Another assignment in my Foundations of Computing class in college was to create a top-down parser that also supports backtracking. My implementation works for any arbitrary context-free grammar. Here’s the program with source code.
The program accepts any arbitrary context-free grammar as an input file, as well as a file that contains the input string to be parsed. When the program starts, it looks for a file called grammar.txt
in the program’s directory. The grammar should have the following form:
<L> -> <L>;<A>|<A>
<A> -> <I>=<E>
<E> -> <E>-<T> | <E>+<T> | <T>
<T> -> <T>/<F> | <T>*<F> | <F>
<F> -> <P>^<F> | <P>
<P> -> (<E>) | <I>
<I> -> w|x|y|z
The example grammar above defines a language where any mathematical expression can be formed with the variables w, x, y, z, and the operators +, -, *, /, ^, and =. Multiple expressions can also be separated by a semicolon.
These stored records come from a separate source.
// SPDX-License-Identifier: AGPL-3.0-or-later
// Copyright (c) 2025 ReifyDB

use std::{
	future::Future,
	mem,
	pin::Pin,
	sync::{Arc, Weak},
	task::{Context, Poll, Waker},
};

use parking_lot::Mutex;
use tracing::trace;

use crate::{
	actor::{Actor, QuitSlot},
	error::{Error, Result},
	return_usage_error,
};

struct TrigState<T> {
	value: Option<T>,
	waiter: Option<Waker>,
	owner: Option<u64>,
	armed: bool,
	waited: bool,
	lost: bool,
}

struct TrigSlot<T> {
	state: Mutex<TrigState<T>>,
}

impl<T> TrigSlot<T> {
	fn lose(&self) {
		let (value, waker) = {
			let mut state = self.state.lock();
			state.lost = true;
			(state.value.take(), state.waiter.take())
		};
		drop(value);
		if let Some(waker) = waker {
			waker.wake();
		}
	}
}

impl<T: Send + 'static> QuitSlot for TrigSlot<T> {
	fn close(&self) {
		self.lose();
	}
}

/// Receiving end of a one-shot notification, bound to one actor.
///
/// Exactly one [`Trigger`] can be made for a handle and the handle can be
/// waited on exactly once.
pub struct TrigHandle<T> {
	slot: Arc<TrigSlot<T>>,
}

impl<T> TrigHandle<T> {
	pub fn new() -> Self {
		Self {
			slot: Arc::new(TrigSlot {
				state: Mutex::new(TrigState {
					value: None,
					waiter: None,
					owner: None,
					armed: false,
					waited: false,
					lost: false,
				}),
			}),
		}
	}

	pub fn owner(&self) -> Option<u64> {
		self.slot.state.lock().owner
	}
}

impl<T> Default for TrigHandle<T> {
	fn default() -> Self {
		Self::new()
	}
}

impl<T> Clone for TrigHandle<T> {
	fn clone(&self) -> Self {
		Self {
			slot: self.slot.clone(),
		}
	}
}

/// Sending end of a one-shot notification. Dropping it unfired makes the
/// waiting side fail with [`Error::LostNotifier`].
#[must_use = "dropping a trigger without firing it loses the notification"]
pub struct Trigger<T> {
	slot: Weak<TrigSlot<T>>,
	fired: bool,
}

impl<T> Trigger<T> {
	pub fn trig(mut self, value: T) -> Result<()> {
		self.fired = true;
		let Some(slot) = self.slot.upgrade() else {
			return Err(Error::LostNotifier);
		};

		let waker = {
			let mut state = slot.state.lock();
			if state.lost {
				return Err(Error::LostNotifier);
			}
			state.value = Some(value);
			state.waiter.take()
		};
		if let Some(waker) = waker {
			waker.wake();
		}
		Ok(())
	}

	pub fn is_lost(&self) -> bool {
		match self.slot.upgrade() {
			Some(slot) => slot.state.lock().lost,
			None => true,
		}
	}
}

impl<T> std::fmt::Debug for Trigger<T> {
	fn fmt(&self, f: &mut std::fmt::Formatter<'_>) -> std::fmt::Result {
		f.debug_struct("Trigger").field("fired", &self.fired).field("lost", &self.is_lost()).finish()
	}
}

impl<T> Drop for Trigger<T> {
	fn drop(&mut self) {
		if mem::replace(&mut self.fired, true) {
			return;
		}
		if let Some(slot) = self.slot.upgrade() {
			slot.lose();
		}
	}
}

struct WaitTrig<'a, T> {
	slot: &'a TrigSlot<T>,
}

impl<T> Future for WaitTrig<'_, T> {
	type Output = Result<T>;

	fn poll(self: Pin<&mut Self>, cx: &mut Context<'_>) -> Poll<Result<T>> {
		let mut state = self.slot.state.lock();
		if let Some(value) = state.value.take() {
			return Poll::Ready(Ok(value));
		}
		if state.lost {
			return Poll::Ready(Err(Error::LostNotifier));
		}
		state.waiter = Some(cx.waker().clone());
		Poll::Pending
	}
}

impl Actor {
	/// Bind `handle` to `target` and make its single trigger.
	pub fn make_trig_notifier_to<T: Send + 'static>(&self, target: &Actor, handle: &TrigHandle<T>) -> Result<Trigger<T>> {
		let bound = {
			let mut state = handle.slot.state.lock();
			if state.armed {
				return_usage_error!("a trigger was already made for this handle");
			}
			let bound = match state.owner {
				None => {
					state.owner = Some(target.id());
					true
				}
				Some(owner) if owner == target.id() => false,
				Some(owner) => {
					return_usage_error!("trigger handle is bound to actor {}, not to {}", owner, target.id())
				}
			};
			state.armed = true;
			bound
		};

		if bound {
			target.cell.register_slot(handle.slot.clone());
		}
		trace!(from = self.id(), to = target.id(), "trigger made");
		Ok(Trigger {
			slot: Arc::downgrade(&handle.slot),
			fired: false,
		})
	}

	/// Suspend until the trigger of `handle` fires.
	pub async fn wait_trig<T: Send + 'static>(&self, handle: &TrigHandle<T>) -> Result<T> {
		{
			let mut state = handle.slot.state.lock();
			if state.owner != Some(self.id()) {
				return_usage_error!("trigger handle is not bound to actor {}", self.id());
			}
			if mem::replace(&mut state.waited, true) {
				return_usage_error!("trigger handle was already waited on");
			}
		}

		WaitTrig {
			slot: &handle.slot,
		}
		.await
	}
}
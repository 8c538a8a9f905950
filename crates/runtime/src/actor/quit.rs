// SPDX-License-Identifier: AGPL-3.0-or-later
// Copyright (c) 2025 ReifyDB

use std::{
	future::Future,
	pin::Pin,
	sync::{Arc, atomic::Ordering},
	task::{Context, Poll},
};

use super::fiber::ActorCell;

/// Something owned by an actor that must be shut when it starts quitting.
pub(crate) trait QuitSlot: Send + Sync {
	fn close(&self);
}

/// Defers a forced quit of its actor while alive.
///
/// Primitives keep working normally under a guard; once the last guard of an
/// actor with a pending quit request is dropped, the actor is unwound at its
/// next suspension point.
#[must_use = "a quit guard only protects while it is held"]
pub struct QuitGuard {
	cell: Arc<ActorCell>,
}

impl QuitGuard {
	pub(crate) fn new(cell: Arc<ActorCell>) -> Self {
		cell.quit_locks.fetch_add(1, Ordering::AcqRel);
		Self {
			cell,
		}
	}
}

impl Drop for QuitGuard {
	fn drop(&mut self) {
		if self.cell.quit_locks.fetch_sub(1, Ordering::AcqRel) == 1 && self.cell.quit_requested.load(Ordering::Acquire)
		{
			self.cell.schedule();
		}
	}
}

/// Resolves once a quit has been requested for the actor.
pub struct QuitSignal {
	cell: Arc<ActorCell>,
}

impl QuitSignal {
	pub(crate) fn new(cell: Arc<ActorCell>) -> Self {
		Self {
			cell,
		}
	}
}

impl Future for QuitSignal {
	type Output = ();

	fn poll(self: Pin<&mut Self>, cx: &mut Context<'_>) -> Poll<()> {
		if self.cell.quit_requested.load(Ordering::Acquire) {
			return Poll::Ready(());
		}

		let mut core = self.cell.core.lock();
		if self.cell.quit_requested.load(Ordering::Acquire) {
			return Poll::Ready(());
		}
		if !core.signal_waiters.iter().any(|waker| waker.will_wake(cx.waker())) {
			core.signal_waiters.push(cx.waker().clone());
		}
		Poll::Pending
	}
}
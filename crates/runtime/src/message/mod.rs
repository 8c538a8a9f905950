// SPDX-License-Identifier: AGPL-3.0-or-later
// Copyright (c) 2025 ReifyDB

//! Message passing between actors.
//!
//! - [`Notifier`] / [`MsgPump`]: typed, queued, one mailbox per actor and type
//! - [`MsgHandle`]: a mailbox made before its receiver runs
//! - [`TrigHandle`] / [`Trigger`]: one value, once
//! - [`AsyncBuffer`]: bounded FIFO
//! - [`SyncChannel`]: rendezvous
//! - [`CspChannel`]: call and return

mod buffer;
mod channel;
mod csp;
mod mailbox;
mod trig;

pub use buffer::{AsyncBuffer, Pop, Push};
pub use channel::{SyncChannel, SyncSend, SyncTake};
pub use csp::{CspChannel, Invoke, WaitInvoke};
pub use mailbox::{MsgHandle, MsgPump, Notifier};
pub use trig::{TrigHandle, Trigger};
// SPDX-License-Identifier: AGPL-3.0-or-later
// Copyright (c) 2025 ReifyDB

//! Outstanding-work accounting used by [`Engine::stop`](super::Engine::stop).

use std::sync::Arc;

use parking_lot::{Condvar, Mutex};

pub(crate) struct WorkCounter {
	outstanding: Mutex<usize>,
	idle: Condvar,
}

impl WorkCounter {
	pub(crate) fn new() -> Self {
		Self {
			outstanding: Mutex::new(0),
			idle: Condvar::new(),
		}
	}

	pub(crate) fn guard(self: &Arc<Self>) -> WorkGuard {
		*self.outstanding.lock() += 1;
		WorkGuard {
			counter: self.clone(),
		}
	}

	pub(crate) fn outstanding(&self) -> usize {
		*self.outstanding.lock()
	}

	/// Block until every guard has been dropped.
	pub(crate) fn wait_idle(&self) {
		let mut outstanding = self.outstanding.lock();
		while *outstanding > 0 {
			self.idle.wait(&mut outstanding);
		}
	}
}

/// Keeps its engine from becoming quiescent while alive.
///
/// Every posted job, queued strand continuation, live actor and armed timer
/// holds one of these. Hosts can take one with
/// [`Engine::hold_work`](super::Engine::hold_work) to keep `stop` waiting.
pub struct WorkGuard {
	counter: Arc<WorkCounter>,
}

impl Drop for WorkGuard {
	fn drop(&mut self) {
		let mut outstanding = self.counter.outstanding.lock();
		*outstanding -= 1;
		if *outstanding == 0 {
			self.counter.idle.notify_all();
		}
	}
}

impl std::fmt::Debug for WorkGuard {
	fn fmt(&self, f: &mut std::fmt::Formatter<'_>) -> std::fmt::Result {
		f.debug_struct("WorkGuard").field("outstanding", &self.counter.outstanding()).finish()
	}
}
Symbols enclosed in brackets “<…>” are non-terminals. The arrow symbol “->” separates the two sides of the given rewrite rule (production). The “or” symbol “|” is used to separate different choices for a single rewrite rule. Any other symbol is a terminal. The special symbol “<epsilon>” represents a null or empty terminal symbol (sometimes referred to as lambda). Comments can be written in the grammar file by placing a # symbol at the beginning of the line.
Notice that the parser supports left-recursion in the grammar. The program will automatically eliminate all left-recursion from the grammar before parsing any data. After eliminating left-recursion, the program will output a file called grammar_after_left_recursion.txt
(for debugging purposes), then another file called grammar_after_unit.txt
(after eliminating unit productions), and a file called grammar_after_epsilon.txt
(after eliminating any empty productions).
After loading and massaging the grammar, the program will ask you to type in the string to be parsed. Alternatively, you can create a file that contains the string, and pass it as a command line parameter to the program. The program will then state whether or not the data was parsed successfully. If the parsing was successful, the program will display a graphical window with a tree that depicts the parsing performed by the program.